Este viernes arranca en el prestigioso The Club at Chatham Hills la batalla final por el título individual en LIV Golf. Joaquín Niemann intentará defender ante Jon Rahm su posición de privilegio para hacerse con la orden de mérito de la gira saudí, cuyo cheque asciende a 18 millones de dólares. Pero al tiempo, estará en marcha otra competencia, más alejada de los focos, en la que varios golfistas se juegan su continuidad en el circuito. Una ‘guerra’ por salir de la zona de descenso de la clasificación, del puesto 49º en adelante, para tener la oportunidad de seguir un año más entre los elegidos.
Antes de salir a jugar en Indianápolis, quienes aparecen en las posiciones por las que se quedarían fuera de LIV de cara a 2026 son Mito Pereira, de los Torque GC (con 5,10 puntos), Andy Ogletree, de los Hyflyers GC (4,93), Luis Masaveu, reserva de los Fireballs GC (4,59), Ian Poulter, de los Majesticks GC (4,50), Yubin Yang, de los Iron Heads GC (1,28), Anthony Kim, ‘wild card’ del circuito (0 puntos) y Frederik Kjettrup, de los Cleeks Golf Club (0 puntos), junto a varios jugadores más que han participado de manera puntual.

Teniendo en cuenta que los reservas no cuentan para la zona de descenso, como es el caso de Masaveu, serían seis los jugadores que perderían la categoría. Y para ellos, es imperativo terminar el torneo de esta semana entre los 24 primeros de la clasificación o mejor, zona en la que se reparten los puntos, para tener alguna posibilidad de pasar al siguiente bloque de la tabla y poder continuar en LIV Golf. Así que se juegan la vida en la gira, tanto como los golfistas que están justo por encima y que podrían perder la categoría si alguno de los de abajo consigue sumar lo suficiente. Es el caso de Chieh-Po Lee, comodín de la gira (9,16 puntos), Brendan Steele, de los HyFlyers GC (7,36 puntos), Lee Westwood, de los Majesticks GC (7,20), y Henrik Stenson, también de los Majesticks GC (5,52).
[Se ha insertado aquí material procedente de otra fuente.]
use crate::consts::InodePointer;
use crate::structure::directory::Directory;
use crate::structure::Image;
use crate::util::error::Result;

pub const SEPARATOR: u8 = b'/';

/// Splits `path` into its parent and final component after dropping
/// trailing separators. A path without a separator has an empty parent.
///
/// `split(b"/a/b/")` is `(b"/a", b"b")`; `split(b"/a")` is `(b"", b"a")`.
pub fn split(path: &[u8]) -> (&[u8], &[u8]) {
    let end = path.iter().rposition(|byte| *byte != SEPARATOR).map_or(0, |last| last + 1);
    let trimmed = &path[..end];
    match trimmed.iter().rposition(|byte| *byte == SEPARATOR) {
        Some(index) => (&trimmed[..index], &trimmed[index + 1..]),
        None => (&trimmed[..0], trimmed),
    }
}

pub fn components(path: &[u8]) -> impl Iterator<Item = &[u8]> {
    path.split(|byte| *byte == SEPARATOR).filter(|component| !component.is_empty())
}

pub fn is_absolute(path: &[u8]) -> bool {
    path.first() == Some(&SEPARATOR)
}

/// Walks `path` one component at a time from `start`.
///
/// Returns `None` when a component is missing, or when a component other
/// than the last names something that is not a directory. An empty path
/// resolves to `start`.
pub fn resolve(image: &Image, start: InodePointer, path: &[u8]) -> Result<Option<InodePointer>> {
    let mut current = start;
    for component in components(path) {
        if !image.read_inode(current)?.is_directory() {
            return Ok(None);
        }
        let directory = Directory::open(image, current)?;
        match directory.find(image, component)? {
            Some(entry) => current = entry.inode,
            None => return Ok(None),
        }
    }
    Ok(Some(current))
}

#[cfg(test)]
mod tests {
    use super::*;
    use crate::consts::ROOT_INODE;
    use crate::fs::{format_image, FormatOptions};
    use crate::util::mode::FileType;

    #[test]
    fn split_paths() {
        assert_eq!(split(b"/a/b/c"), (&b"/a/b"[..], &b"c"[..]));
        assert_eq!(split(b"/a/b/c///"), (&b"/a/b"[..], &b"c"[..]));
        assert_eq!(split(b"/a"), (&b""[..], &b"a"[..]));
        assert_eq!(split(b"a"), (&b""[..], &b"a"[..]));
        assert_eq!(split(b"/"), (&b""[..], &b""[..]));
        assert_eq!(split(b""), (&b""[..], &b""[..]));
    }

    #[test]
    fn resolve_root_and_children() {
        let image = format_image(&FormatOptions::default()).unwrap();
        assert_eq!(resolve(&image, ROOT_INODE, b"/").unwrap(), Some(ROOT_INODE));
        assert_eq!(resolve(&image, ROOT_INODE, b"").unwrap(), Some(ROOT_INODE));
        assert_eq!(resolve(&image, ROOT_INODE, b"/lost+found").unwrap(), Some(11));
        assert_eq!(resolve(&image, ROOT_INODE, b"//lost+found/").unwrap(), Some(11));
        assert_eq!(resolve(&image, ROOT_INODE, b"/lost+found/..").unwrap(), Some(ROOT_INODE));
        assert_eq!(resolve(&image, ROOT_INODE, b"/missing").unwrap(), None);
        assert_eq!(resolve(&image, 11, b"..").unwrap(), Some(ROOT_INODE));
    }

    #[test]
    fn resolve_through_file_is_not_found() {
        let mut image = format_image(&FormatOptions::default()).unwrap();
        let number = image.allocate_inode().unwrap();
        image.initialize_inode(number, FileType::RegularFile).unwrap();
        let mut root = Directory::open(&image, ROOT_INODE).unwrap();
        root.insert(&mut image, number, b"file", FileType::RegularFile).unwrap();

        assert_eq!(resolve(&image, ROOT_INODE, b"/file").unwrap(), Some(number));
        assert_eq!(resolve(&image, ROOT_INODE, b"/file/").unwrap(), Some(number));
        assert_eq!(resolve(&image, ROOT_INODE, b"/file/more").unwrap(), None);
    }

    #[test]
    fn resolve_searches_every_block() {
        let mut image = format_image(&FormatOptions::default()).unwrap();
        let mut root = Directory::open(&image, ROOT_INODE).unwrap();
        let long = "z".repeat(200);
        for i in 0..30 {
            let name = format!("{}{:02}", long, i).into_bytes();
            root.insert(&mut image, 11, &name, FileType::Directory).unwrap();
        }
        assert!(root.blocks(&image).unwrap().len() > 5);
        let last = format!("/{}29", long).into_bytes();
        assert_eq!(resolve(&image, ROOT_INODE, &last).unwrap(), Some(11));
        let absent = format!("/{}30", long).into_bytes();
        assert_eq!(resolve(&image, ROOT_INODE, &absent).unwrap(), None);
    }
}
//! Metadata engine for single-group ext2 images: allocation bitmaps, the
//! inode table, directory records, path resolution, the user-facing
//! operations built on them, and a consistency checker.

pub mod checker;
pub mod cli;
pub mod consts;
pub mod driver;
pub mod fs;
pub mod fuse;
mod io;
pub mod ops;
pub mod path;
pub mod structure;
pub mod util;

pub use fs::{format_image, FormatOptions, FS};
pub use structure::Image;
pub use util::error::{Error, Result};
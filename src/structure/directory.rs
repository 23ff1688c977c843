use tracing::debug;

use crate::consts::{BlockPointer, InodePointer, DIR_ENTRY_HEADER_SIZE, MAX_NAME_LENGTH};
use crate::structure::blockmap::BlockMap;
use crate::structure::inode::{timestamp, Inode};
use crate::structure::Image;
use crate::util::error::{display_name, Error, Result};
use crate::util::mode::FileType;
use crate::util::serializable::{read_u16, read_u32, read_u8};

/// Smallest record length that can hold a name of `name_len` bytes.
pub fn packed_size(name_len: usize) -> usize {
    (DIR_ENTRY_HEADER_SIZE + name_len + 3) & !3
}

/// One directory record, including the bytes that follow its name up to
/// `rec_len`. Those bytes are kept verbatim, so any entry that was merged
/// into this one on removal survives a parse/serialize cycle.
#[derive(Debug, Clone, PartialEq, Eq)]
pub struct DirRecord {
    pub inode: InodePointer,
    pub rec_len: usize,
    pub file_type: u8,
    pub name: Vec<u8>,
    tail: Vec<u8>,
}

impl DirRecord {
    pub fn new(inode: InodePointer, name: &[u8], file_type: FileType, rec_len: usize) -> DirRecord {
        DirRecord {
            inode,
            rec_len,
            file_type: file_type.tag(),
            name: name.to_vec(),
            tail: vec![0; rec_len - DIR_ENTRY_HEADER_SIZE - name.len()],
        }
    }

    /// Decodes the record at the start of `region` using its own length field.
    fn decode(region: &[u8]) -> Option<DirRecord> {
        if region.len() < DIR_ENTRY_HEADER_SIZE {
            return None;
        }
        let rec_len = read_u16(region, 4) as usize;
        let name_len = read_u8(region, 6) as usize;
        if rec_len < DIR_ENTRY_HEADER_SIZE
            || rec_len % 4 != 0
            || rec_len > region.len()
            || DIR_ENTRY_HEADER_SIZE + name_len > rec_len
        {
            return None;
        }
        Some(DirRecord::from_region(&region[..rec_len]))
    }

    /// Decodes a record left behind in slack. Its length field may reach past
    /// `region` once an enclosing record has been split, so it is clamped.
    fn decode_hidden(region: &[u8]) -> Option<DirRecord> {
        if region.len() < DIR_ENTRY_HEADER_SIZE {
            return None;
        }
        let rec_len = read_u16(region, 4) as usize;
        let name_len = read_u8(region, 6) as usize;
        let min = packed_size(name_len);
        if name_len == 0 || rec_len % 4 != 0 || rec_len < min || min > region.len() {
            return None;
        }
        Some(DirRecord::from_region(&region[..rec_len.min(region.len())]))
    }

    /// Builds a record spanning all of `region`, whatever its length field says.
    fn from_region(region: &[u8]) -> DirRecord {
        let name_end = DIR_ENTRY_HEADER_SIZE + read_u8(region, 6) as usize;
        DirRecord {
            inode: read_u32(region, 0),
            rec_len: region.len(),
            file_type: read_u8(region, 7),
            name: region[DIR_ENTRY_HEADER_SIZE..name_end].to_vec(),
            tail: region[name_end..].to_vec(),
        }
    }

    pub fn encode(&self) -> Vec<u8> {
        let mut bytes = Vec::with_capacity(self.rec_len);
        bytes.extend_from_slice(&self.inode.to_le_bytes());
        bytes.extend_from_slice(&(self.rec_len as u16).to_le_bytes());
        bytes.push(self.name.len() as u8);
        bytes.push(self.file_type);
        bytes.extend_from_slice(&self.name);
        bytes.extend_from_slice(&self.tail);
        bytes
    }

    pub fn min_size(&self) -> usize {
        packed_size(self.name.len())
    }

    pub fn slack(&self) -> usize {
        self.rec_len.saturating_sub(self.min_size())
    }

    pub fn is_live(&self) -> bool {
        self.inode != 0
    }

    pub fn file_type(&self) -> FileType {
        FileType::from_tag(self.file_type)
    }

    /// Records still readable in this record's slack, with their offsets
    /// from the start of this record. Records nested in the slack of a
    /// hidden record are included.
    pub fn hidden_records(&self) -> Vec<(usize, DirRecord)> {
        let bytes = self.encode();
        let mut found = Vec::new();
        let mut regions = vec![(self.min_size(), bytes.len())];
        while let Some((mut offset, end)) = regions.pop() {
            while offset < end {
                let record = match DirRecord::decode_hidden(&bytes[offset..end]) {
                    Some(record) => record,
                    None => break,
                };
                regions.push((offset + record.min_size(), offset + record.rec_len));
                let next = offset + record.rec_len;
                found.push((offset, record));
                offset = next;
            }
        }
        found.sort_by_key(|(offset, _)| *offset);
        found
    }

    fn truncate(&mut self, rec_len: usize) {
        self.tail.truncate(rec_len - DIR_ENTRY_HEADER_SIZE - self.name.len());
        self.rec_len = rec_len;
    }

    /// Cuts the record at `at`, returning the record that starts there and
    /// runs to the end of the original.
    fn split_off(&mut self, at: usize) -> DirRecord {
        let bytes = self.encode();
        let rest = DirRecord::from_region(&bytes[at..]);
        self.truncate(at);
        rest
    }

    fn absorb(&mut self, removed: DirRecord) {
        self.rec_len += removed.rec_len;
        self.tail.extend_from_slice(&removed.encode());
    }
}

/// A directory data block as the ordered chain of its records.
#[derive(Debug, Clone, PartialEq, Eq)]
pub struct DirBlock {
    pub records: Vec<DirRecord>,
}

impl DirBlock {
    pub fn parse(bytes: &[u8], block: BlockPointer) -> Result<DirBlock> {
        let mut records = Vec::new();
        let mut offset = 0;
        while offset < bytes.len() {
            let record = DirRecord::decode(&bytes[offset..]).ok_or_else(|| {
                Error::corruption(block, format!("invalid directory record at offset {}", offset))
            })?;
            offset += record.rec_len;
            records.push(record);
        }
        Ok(DirBlock { records })
    }

    pub fn serialize(&self, block_size: usize, block: BlockPointer) -> Result<Vec<u8>> {
        let mut bytes = Vec::with_capacity(block_size);
        for record in &self.records {
            let encoded = record.encode();
            if encoded.len() != record.rec_len {
                return Err(Error::corruption(block, "record length does not match its contents"));
            }
            bytes.extend_from_slice(&encoded);
        }
        if bytes.len() != block_size {
            return Err(Error::corruption(
                block,
                format!("record lengths sum to {} in a {} byte block", bytes.len(), block_size),
            ));
        }
        Ok(bytes)
    }

    pub fn read(image: &Image, block: BlockPointer) -> Result<DirBlock> {
        DirBlock::parse(image.block(block)?, block)
    }

    pub fn write(&self, image: &mut Image, block: BlockPointer) -> Result<()> {
        let bytes = self.serialize(image.block_size(), block)?;
        image.block_mut(block)?.copy_from_slice(&bytes);
        Ok(())
    }

    /// Index of the first record at or after `start` whose slack is at
    /// least `min_extra` bytes.
    pub fn find_oversized(&self, min_extra: usize, start: usize) -> Option<usize> {
        (start..self.records.len()).find(|index| self.records[*index].slack() >= min_extra)
    }
}

#[derive(Debug, Clone, PartialEq, Eq)]
pub struct DirEntry {
    pub inode: InodePointer,
    pub file_type: FileType,
    pub name: Vec<u8>,
}

struct Located {
    block: BlockPointer,
    records: DirBlock,
    index: usize,
}

/// A directory inode together with the record operations performed on it.
#[derive(Debug, Clone)]
pub struct Directory {
    pub number: InodePointer,
    pub inode: Inode,
}

impl Directory {
    pub fn open(image: &Image, number: InodePointer) -> Result<Directory> {
        let inode = image.read_inode(number)?;
        if !inode.is_directory() {
            return Err(Error::NotDirectory(format!("inode {}", number)));
        }
        Ok(Directory { number, inode })
    }

    pub fn blocks(&self, image: &Image) -> Result<Vec<BlockPointer>> {
        self.inode.data_blocks(image)
    }

    /// Live entries of every block, in on-disk order.
    pub fn entries(&self, image: &Image) -> Result<Vec<DirEntry>> {
        let mut entries = Vec::new();
        for block in self.blocks(image)? {
            for record in DirBlock::read(image, block)?.records {
                if record.is_live() {
                    entries.push(DirEntry {
                        inode: record.inode,
                        file_type: record.file_type(),
                        name: record.name,
                    });
                }
            }
        }
        Ok(entries)
    }

    fn locate(&self, image: &Image, name: &[u8]) -> Result<Option<Located>> {
        for block in self.blocks(image)? {
            let records = DirBlock::read(image, block)?;
            if let Some(index) = records
                .records
                .iter()
                .position(|record| record.is_live() && record.name == name)
            {
                return Ok(Some(Located { block, records, index }));
            }
        }
        Ok(None)
    }

    /// The first live entry named exactly `name`.
    pub fn find(&self, image: &Image, name: &[u8]) -> Result<Option<DirEntry>> {
        Ok(self.locate(image, name)?.map(|located| {
            let record = &located.records.records[located.index];
            DirEntry { inode: record.inode, file_type: record.file_type(), name: record.name.clone() }
        }))
    }

    /// Adds an entry after the last record of the last block, or as the sole
    /// record of a newly allocated block when the last record's slack is too
    /// small.
    pub fn insert(&mut self, image: &mut Image, target: InodePointer, name: &[u8], file_type: FileType) -> Result<()> {
        check_name(name)?;
        let needed = packed_size(name.len());

        if let Some(&last) = self.blocks(image)?.last() {
            let mut records = DirBlock::read(image, last)?;
            if let Some(tail) = records.records.last_mut() {
                if tail.slack() >= needed {
                    let at = tail.min_size();
                    let remainder = tail.rec_len - at;
                    tail.truncate(at);
                    records.records.push(DirRecord::new(target, name, file_type, remainder));
                    records.write(image, last)?;
                    debug!(directory = self.number, target, name = %display_name(name), block = last, "inserted entry");
                    return Ok(());
                }
            }
        }

        let block = self.inode.push_block(image)?;
        self.inode.size += image.block_size() as u32;
        DirBlock { records: vec![DirRecord::new(target, name, file_type, image.block_size())] }
            .write(image, block)?;
        image.write_inode(self.number, &self.inode)?;
        debug!(directory = self.number, target, name = %display_name(name), block, "inserted entry in new block");
        Ok(())
    }

    /// Unlinks a single-link, non-directory entry and frees its inode and
    /// blocks. Returns the freed inode number.
    ///
    /// The first record of a block is tombstoned by zeroing its inode;
    /// any other record is merged into its predecessor, leaving its bytes in
    /// the predecessor's slack where [`Directory::restore`] can find them.
    pub fn remove(&mut self, image: &mut Image, name: &[u8]) -> Result<InodePointer> {
        let Located { block, mut records, index } = self
            .locate(image, name)?
            .ok_or_else(|| Error::NotFound(display_name(name)))?;

        let target = records.records[index].inode;
        let mut inode = image.read_inode(target)?;
        if records.records[index].file_type() == FileType::Directory || inode.is_directory() {
            return Err(Error::IsDirectory(display_name(name)));
        }
        if inode.links_count > 1 {
            return Err(Error::MultiLinked { name: display_name(name), links: inode.links_count });
        }

        if index == 0 {
            records.records[0].inode = 0;
        } else {
            let removed = records.records.remove(index);
            records.records[index - 1].absorb(removed);
        }
        records.write(image, block)?;

        inode.dtime = timestamp();
        inode.release_blocks(image)?;
        inode.links_count = inode.links_count.saturating_sub(1);
        image.write_inode(target, &inode)?;
        image.release_inode(target)?;

        debug!(directory = self.number, target, name = %display_name(name), block, "removed entry");
        Ok(target)
    }

    /// Brings back an entry removed by [`Directory::remove`] if its inode
    /// and blocks have not been reused since. Returns the restored inode.
    pub fn restore(&mut self, image: &mut Image, name: &[u8]) -> Result<InodePointer> {
        check_name(name)?;
        if self.locate(image, name)?.is_some() {
            return Err(Error::Exists(display_name(name)));
        }

        for block in self.blocks(image)? {
            let mut records = DirBlock::read(image, block)?;
            let mut start = 0;
            while let Some(index) = records.find_oversized(packed_size(name.len()), start) {
                let hidden = records.records[index]
                    .hidden_records()
                    .into_iter()
                    .find(|(_, record)| {
                        record.name == name && record.is_live() && record.inode <= image.inode_count()
                    });
                if let Some((offset, record)) = hidden {
                    self.revive(image, record.inode)?;
                    let restored = records.records[index].split_off(offset);
                    records.records.insert(index + 1, restored);
                    records.write(image, block)?;
                    debug!(directory = self.number, target = record.inode, name = %display_name(name), block, "restored entry");
                    return Ok(record.inode);
                }
                start = index + 1;
            }
        }
        Err(Error::NotFound(display_name(name)))
    }

    /// Re-marks a deleted inode and all of its blocks as in use.
    fn revive(&self, image: &mut Image, target: InodePointer) -> Result<()> {
        let inode_map = BlockMap::inodes(image)?;
        let block_map = BlockMap::blocks(image)?;
        if inode_map.is_used(image, target)? {
            return Err(Error::InodeInUse(target));
        }
        let mut inode = image.read_inode(target)?;
        let blocks = inode.all_blocks(image)?;
        for block in &blocks {
            if block_map.is_used(image, *block)? {
                return Err(Error::BlockInUse(*block));
            }
        }

        inode_map.allocate(image, target)?;
        for block in blocks {
            block_map.allocate(image, block)?;
        }
        inode.links_count += 1;
        inode.dtime = 0;
        image.write_inode(target, &inode)
    }
}

pub(crate) fn check_name(name: &[u8]) -> Result<()> {
    if name.is_empty() || name.contains(&b'/') {
        return Err(Error::InvalidPath(display_name(name)));
    }
    if name.len() > MAX_NAME_LENGTH {
        return Err(Error::NameTooLong { len: name.len(), limit: MAX_NAME_LENGTH });
    }
    Ok(())
}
La semana pasada, en Chicago, Chieh-Po Lee arrancó su particular remontada pasando del puesto 49º al 45º tras sumar puntos con un notable 13º puesto empatado en Bollingbrook después de firmar rondas de 74, 67 y 69 golpes. También avanzó Mito Pereira con el mismo resultado, un 13º puesto gracias a un final de ensueño con cuatro birdies en sus cinco últimos hoyos para entregar tarjetas de 69, 72 y 69 golpes y pasar del puesto 53º al 49º. En su caso, necesitado aún de sumar esta semana para poder ‘salvarse’ y seguir en el circuito que le acogió después del drama del PGA Championship de 2022 en Southern Hills.

Pero las miradas apuntan especialmente a Ian Poulter, uno de los capitanes de los Majesticks GC, leyenda de la Ryder, que se fue con las manos vacías de Chicago y que apenas ha sido capaz de sumar 4,5 puntos en toda la temporada y está en una situación muy delicada. En LIV Golf aseguran que serán implacables con esa zona de descenso, sean quienes sean los jugadores que terminen en el puesto 49º o peor, por lo que su futuro en la gira está tan en el aire como la de Henrik Stenson, otro de los nombres importantes del circuito y de igual forma uno de los capitanes de los Majesticks, o incluso la de Lee Westwood, también en el equipo.
Huir de la ‘drop zone’ es el objetivo para un buen puñado de jugadores esta semana en Indianápolis, aunque tampoco es una garantía de continuidad para los que terminan contrato salvo que logren un gran resultado que les permita pasar de la ‘open zone’, puestos 25º a 48º, a la ‘lock zone’, primeros 24 clasificados, que se aseguran su estátus en 2026. Para Anthony Kim, uno de los comodines de la gira cuyo regreso a la competición conmovió al mundo del golf en su día, el año está siendo un suplicio, aunque espera «encajar las piezas, ojalá esta semana», para continuar.